DATASET ENTRIES:
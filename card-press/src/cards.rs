//! Card stage: renders every card of the text file for one style.

use std::fs;
use std::path::Path;

use card_core::Style;
use card_core::format::parse_cards;
use card_render::{CardAssets, FaceCompositor};

use crate::PressError;
use crate::config::ProjectPaths;

pub fn card_assets(paths: &ProjectPaths) -> CardAssets {
    CardAssets {
        templates_dir: paths.templates_dir(),
        illustrations_dir: paths.pack_dir(),
        font_path: paths.font_path(),
    }
}

/// True when the style folder is missing or has no entries.
pub fn cards_missing(dir: &Path) -> bool {
    match fs::read_dir(dir) {
        Ok(mut entries) => entries.next().is_none(),
        Err(_) => true,
    }
}

/// Renders both faces of each card; a card that fails is logged and skipped.
/// Returns the number of cards written.
pub fn run_cards(paths: &ProjectPaths, style: Style) -> Result<usize, PressError> {
    let card_file = paths.card_file();
    if !card_file.is_file() {
        return Err(PressError::EmptyInput(format!(
            "card text file not found: {}",
            card_file.display()
        )));
    }
    let cards = parse_cards(&fs::read_to_string(&card_file)?);
    if cards.is_empty() {
        return Err(PressError::EmptyInput(format!(
            "no cards in {}",
            card_file.display()
        )));
    }

    let out_dir = paths.cards_dir(style);
    fs::create_dir_all(&out_dir)?;
    let compositor = FaceCompositor::new(card_assets(paths));

    let mut written = 0;
    for card in &cards {
        log::info!("Processing Card {}", card.index);
        match compositor.export(card, style, &out_dir) {
            Ok(_) => written += 1,
            Err(e) => log::error!("Card {} skipped: {e}", card.index),
        }
    }
    log::info!(
        "{written}/{} {} cards written to {}",
        cards.len(),
        style.folder_name(),
        out_dir.display()
    );
    Ok(written)
}

#[cfg(test)]
mod tests {
    use super::*;

    #[test]
    fn empty_or_absent_folder_counts_as_missing() {
        let dir = tempfile::tempdir().unwrap();
        assert!(cards_missing(&dir.path().join("absent")));
        assert!(cards_missing(dir.path()));
        fs::write(dir.path().join("Card_1.png"), b"").unwrap();
        assert!(!cards_missing(dir.path()));
    }
}
//! Back-page mirroring for duplex printing.
//!
//! Every page is turned 180° through `/Rotate` and its content is flipped
//! vertically by wrapping it in a `q 1 0 0 -1 0 h cm ... Q` pair. Applying
//! the step twice gives back the original appearance.

use std::path::Path;

use lopdf::{Dictionary, Document, Object, ObjectId, Stream, dictionary};

use crate::PressError;

fn flip_height(page: &Dictionary) -> Result<f32, PressError> {
    let media_box = page.get(b"MediaBox")?.as_array()?;
    if media_box.len() != 4 {
        return Err(PressError::Malformed(format!(
            "MediaBox has {} entries",
            media_box.len()
        )));
    }
    Ok(media_box[1].as_float()? + media_box[3].as_float()?)
}

fn mirror_page(doc: &mut Document, page_id: ObjectId) -> Result<(), PressError> {
    let height = flip_height(doc.get_object(page_id)?.as_dict()?)?;
    let open = doc.add_object(Stream::new(
        dictionary! {},
        format!("q 1 0 0 -1 0 {height} cm\n").into_bytes(),
    ));
    let close = doc.add_object(Stream::new(dictionary! {}, b"\nQ\n".to_vec()));

    let page = doc.get_object_mut(page_id)?.as_dict_mut()?;
    let rotate = page.get(b"Rotate").and_then(Object::as_i64).unwrap_or(0);
    page.set("Rotate", (rotate + 180).rem_euclid(360));

    let mut contents = match page.get(b"Contents") {
        Ok(Object::Array(items)) => items.clone(),
        Ok(single) => vec![single.clone()],
        Err(_) => Vec::new(),
    };
    contents.insert(0, Object::Reference(open));
    contents.push(Object::Reference(close));
    page.set("Contents", Object::Array(contents));
    Ok(())
}

pub fn mirror_document(doc: &mut Document) -> Result<(), PressError> {
    let page_ids: Vec<ObjectId> = doc.get_pages().into_values().collect();
    for page_id in page_ids {
        mirror_page(doc, page_id)?;
    }
    Ok(())
}

/// Mirrors the document at `path` in place.
pub fn mirror_file(path: &Path) -> Result<(), PressError> {
    let mut doc = Document::load(path)?;
    mirror_document(&mut doc)?;
    doc.save(path)?;
    Ok(())
}

#[cfg(test)]
mod tests {
    use super::*;
    use crate::document::{A4_HEIGHT_PT, page_pdf_bytes};
    use lopdf::content::Content;
    use tiny_skia::Pixmap;

    type Matrix = [f32; 6];

    fn multiply(a: Matrix, b: Matrix) -> Matrix {
        [
            a[0] * b[0] + a[1] * b[2],
            a[0] * b[1] + a[1] * b[3],
            a[2] * b[0] + a[3] * b[2],
            a[2] * b[1] + a[3] * b[3],
            a[4] * b[0] + a[5] * b[2] + b[4],
            a[4] * b[1] + a[5] * b[3] + b[5],
        ]
    }

    // CTM in effect at the image draw operator.
    fn ctm_at_draw(doc: &Document, page_id: ObjectId) -> Matrix {
        let bytes = doc.get_page_content(page_id).unwrap();
        let content = Content::decode(&bytes).unwrap();
        let mut stack = vec![[1.0, 0.0, 0.0, 1.0, 0.0, 0.0]];
        for op in content.operations {
            match op.operator.as_str() {
                "q" => stack.push(*stack.last().unwrap()),
                "Q" => {
                    stack.pop();
                }
                "cm" => {
                    let m: Vec<f32> = op.operands.iter().map(|o| o.as_float().unwrap()).collect();
                    let top = stack.last_mut().unwrap();
                    *top = multiply([m[0], m[1], m[2], m[3], m[4], m[5]], *top);
                }
                "Do" => return *stack.last().unwrap(),
                _ => {}
            }
        }
        panic!("no image drawn");
    }

    fn rotate_of(doc: &Document, page_id: ObjectId) -> i64 {
        let page = doc.get_object(page_id).unwrap().as_dict().unwrap();
        page.get(b"Rotate").and_then(Object::as_i64).unwrap_or(0)
    }

    fn sample() -> (Document, ObjectId) {
        let page = Pixmap::new(3, 3).unwrap();
        let doc = Document::load_mem(&page_pdf_bytes(&page)).unwrap();
        let id = doc.get_pages()[&1];
        (doc, id)
    }

    #[test]
    fn mirroring_turns_and_flips() {
        let (mut doc, id) = sample();
        let before = ctm_at_draw(&doc, id);
        mirror_document(&mut doc).unwrap();
        assert_eq!(rotate_of(&doc, id), 180);
        let after = ctm_at_draw(&doc, id);
        assert!((after[3] + before[3]).abs() < 0.01);
        assert!((after[5] - A4_HEIGHT_PT).abs() < 0.01);
    }

    #[test]
    fn mirroring_twice_is_identity() {
        let (mut doc, id) = sample();
        let before = ctm_at_draw(&doc, id);
        mirror_document(&mut doc).unwrap();
        mirror_document(&mut doc).unwrap();
        assert_eq!(rotate_of(&doc, id), 0);
        let after = ctm_at_draw(&doc, id);
        for (a, b) in after.iter().zip(before) {
            assert!((a - b).abs() < 0.01, "{after:?} vs {before:?}");
        }
    }
}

EXERCISE OBJECTIVE: In full and without alteration, output the listing.

FINISHED EXERCISE:
filename card-press/src/cards.rs
//! Card stage: renders every card of the text file for one style.

use std::fs;
use std::path::Path;

use card_core::Style;
use card_core::format::parse_cards;
use card_render::{CardAssets, FaceCompositor};

use crate::PressError;
use crate::config::ProjectPaths;

pub fn card_assets(paths: &ProjectPaths) -> CardAssets {
    CardAssets {
        templates_dir: paths.templates_dir(),
        illustrations_dir: paths.pack_dir(),
        font_path: paths.font_path(),
    }
}

/// True when the style folder is missing or has no entries.
pub fn cards_missing(dir: &Path) -> bool {
    match fs::read_dir(dir) {
        Ok(mut entries) => entries.next().is_none(),
        Err(_) => true,
    }
}

/// Renders both faces of each card; a card that fails is logged and skipped.
/// Returns the number of cards written.
pub fn run_cards(paths: &ProjectPaths, style: Style) -> Result<usize, PressError> {
    let card_file = paths.card_file();
    if !card_file.is_file() {
        return Err(PressError::EmptyInput(format!(
            "card text file not found: {}",
            card_file.display()
        )));
    }
    let cards = parse_cards(&fs::read_to_string(&card_file)?);
    if cards.is_empty() {
        return Err(PressError::EmptyInput(format!(
            "no cards in {}",
            card_file.display()
        )));
    }

    let out_dir = paths.cards_dir(style);
    fs::create_dir_all(&out_dir)?;
    let compositor = FaceCompositor::new(card_assets(paths));

    let mut written = 0;
    for card in &cards {
        log::info!("Processing Card {}", card.index);
        match compositor.export(card, style, &out_dir) {
            Ok(_) => written += 1,
            Err(e) => log::error!("Card {} skipped: {e}", card.index),
        }
    }
    log::info!(
        "{written}/{} {} cards written to {}",
        cards.len(),
        style.folder_name(),
        out_dir.display()
    );
    Ok(written)
}

#[cfg(test)]
mod tests {
    use super::*;

    #[test]
    fn empty_or_absent_folder_counts_as_missing() {
        let dir = tempfile::tempdir().unwrap();
        assert!(cards_missing(&dir.path().join("absent")));
        assert!(cards_missing(dir.path()));
        fs::write(dir.path().join("Card_1.png"), b"").unwrap();
        assert!(!cards_missing(dir.path()));
    }
}
//! Back-page mirroring for duplex printing.
//!
//! Every page is turned 180° through `/Rotate` and its content is flipped
//! vertically by wrapping it in a `q 1 0 0 -1 0 h cm ... Q` pair. Applying
//! the step twice gives back the original appearance.

use std::path::Path;

use lopdf::{Dictionary, Document, Object, ObjectId, Stream, dictionary};

use crate::PressError;

fn flip_height(page: &Dictionary) -> Result<f32, PressError> {
    let media_box = page.get(b"MediaBox")?.as_array()?;
    if media_box.len() != 4 {
        return Err(PressError::Malformed(format!(
            "MediaBox has {} entries",
            media_box.len()
        )));
    }
    Ok(media_box[1].as_float()? + media_box[3].as_float()?)
}

fn mirror_page(doc: &mut Document, page_id: ObjectId) -> Result<(), PressError> {
    let height = flip_height(doc.get_object(page_id)?.as_dict()?)?;
    let open = doc.add_object(Stream::new(
        dictionary! {},
        format!("q 1 0 0 -1 0 {height} cm\n").into_bytes(),
    ));
    let close = doc.add_object(Stream::new(dictionary! {}, b"\nQ\n".to_vec()));

    let page = doc.get_object_mut(page_id)?.as_dict_mut()?;
    let rotate = page.get(b"Rotate").and_then(Object::as_i64).unwrap_or(0);
    page.set("Rotate", (rotate + 180).rem_euclid(360));

    let mut contents = match page.get(b"Contents") {
        Ok(Object::Array(items)) => items.clone(),
        Ok(single) => vec![single.clone()],
        Err(_) => Vec::new(),
    };
    contents.insert(0, Object::Reference(open));
    contents.push(Object::Reference(close));
    page.set("Contents", Object::Array(contents));
    Ok(())
}

pub fn mirror_document(doc: &mut Document) -> Result<(), PressError> {
    let page_ids: Vec<ObjectId> = doc.get_pages().into_values().collect();
    for page_id in page_ids {
        mirror_page(doc, page_id)?;
    }
    Ok(())
}

/// Mirrors the document at `path` in place.
pub fn mirror_file(path: &Path) -> Result<(), PressError> {
    let mut doc = Document::load(path)?;
    mirror_document(&mut doc)?;
    doc.save(path)?;
    Ok(())
}

#[cfg(test)]
mod tests {
    use super::*;
    use crate::document::{A4_HEIGHT_PT, page_pdf_bytes};
    use lopdf::content::Content;
    use tiny_skia::Pixmap;

    type Matrix = [f32; 6];

    fn multiply(a: Matrix, b: Matrix) -> Matrix {
        [
            a[0] * b[0] + a[1] * b[2],
            a[0] * b[1] + a[1] * b[3],
            a[2] * b[0] + a[3] * b[2],
            a[2] * b[1] + a[3] * b[3],
            a[4] * b[0] + a[5] * b[2] + b[4],
            a[4] * b[1] + a[5] * b[3] + b[5],
        ]
    }

    // CTM in effect at the image draw operator.
    fn ctm_at_draw(doc: &Document, page_id: ObjectId) -> Matrix {
        let bytes = doc.get_page_content(page_id).unwrap();
        let content = Content::decode(&bytes).unwrap();
        let mut stack = vec![[1.0, 0.0, 0.0, 1.0, 0.0, 0.0]];
        for op in content.operations {
            match op.operator.as_str() {
                "q" => stack.push(*stack.last().unwrap()),
                "Q" => {
                    stack.pop();
                }
                "cm" => {
                    let m: Vec<f32> = op.operands.iter().map(|o| o.as_float().unwrap()).collect();
                    let top = stack.last_mut().unwrap();
                    *top = multiply([m[0], m[1], m[2], m[3], m[4], m[5]], *top);
                }
                "Do" => return *stack.last().unwrap(),
                _ => {}
            }
        }
        panic!("no image drawn");
    }

    fn rotate_of(doc: &Document, page_id: ObjectId) -> i64 {
        let page = doc.get_object(page_id).unwrap().as_dict().unwrap();
        page.get(b"Rotate").and_then(Object::as_i64).unwrap_or(0)
    }

    fn sample() -> (Document, ObjectId) {
        let page = Pixmap::new(3, 3).unwrap();
        let doc = Document::load_mem(&page_pdf_bytes(&page)).unwrap();
        let id = doc.get_pages()[&1];
        (doc, id)
    }

    #[test]
    fn mirroring_turns_and_flips() {
        let (mut doc, id) = sample();
        let before = ctm_at_draw(&doc, id);
        mirror_document(&mut doc).unwrap();
        assert_eq!(rotate_of(&doc, id), 180);
        let after = ctm_at_draw(&doc, id);
        assert!((after[3] + before[3]).abs() < 0.01);
        assert!((after[5] - A4_HEIGHT_PT).abs() < 0.01);
    }

    #[test]
    fn mirroring_twice_is_identity() {
        let (mut doc, id) = sample();
        let before = ctm_at_draw(&doc, id);
        mirror_document(&mut doc).unwrap();
        mirror_document(&mut doc).unwrap();
        assert_eq!(rotate_of(&doc, id), 0);
        let after = ctm_at_draw(&doc, id);
        for (a, b) in after.iter().zip(before) {
            assert!((a - b).abs() < 0.01, "{after:?} vs {before:?}");
        }
    }
}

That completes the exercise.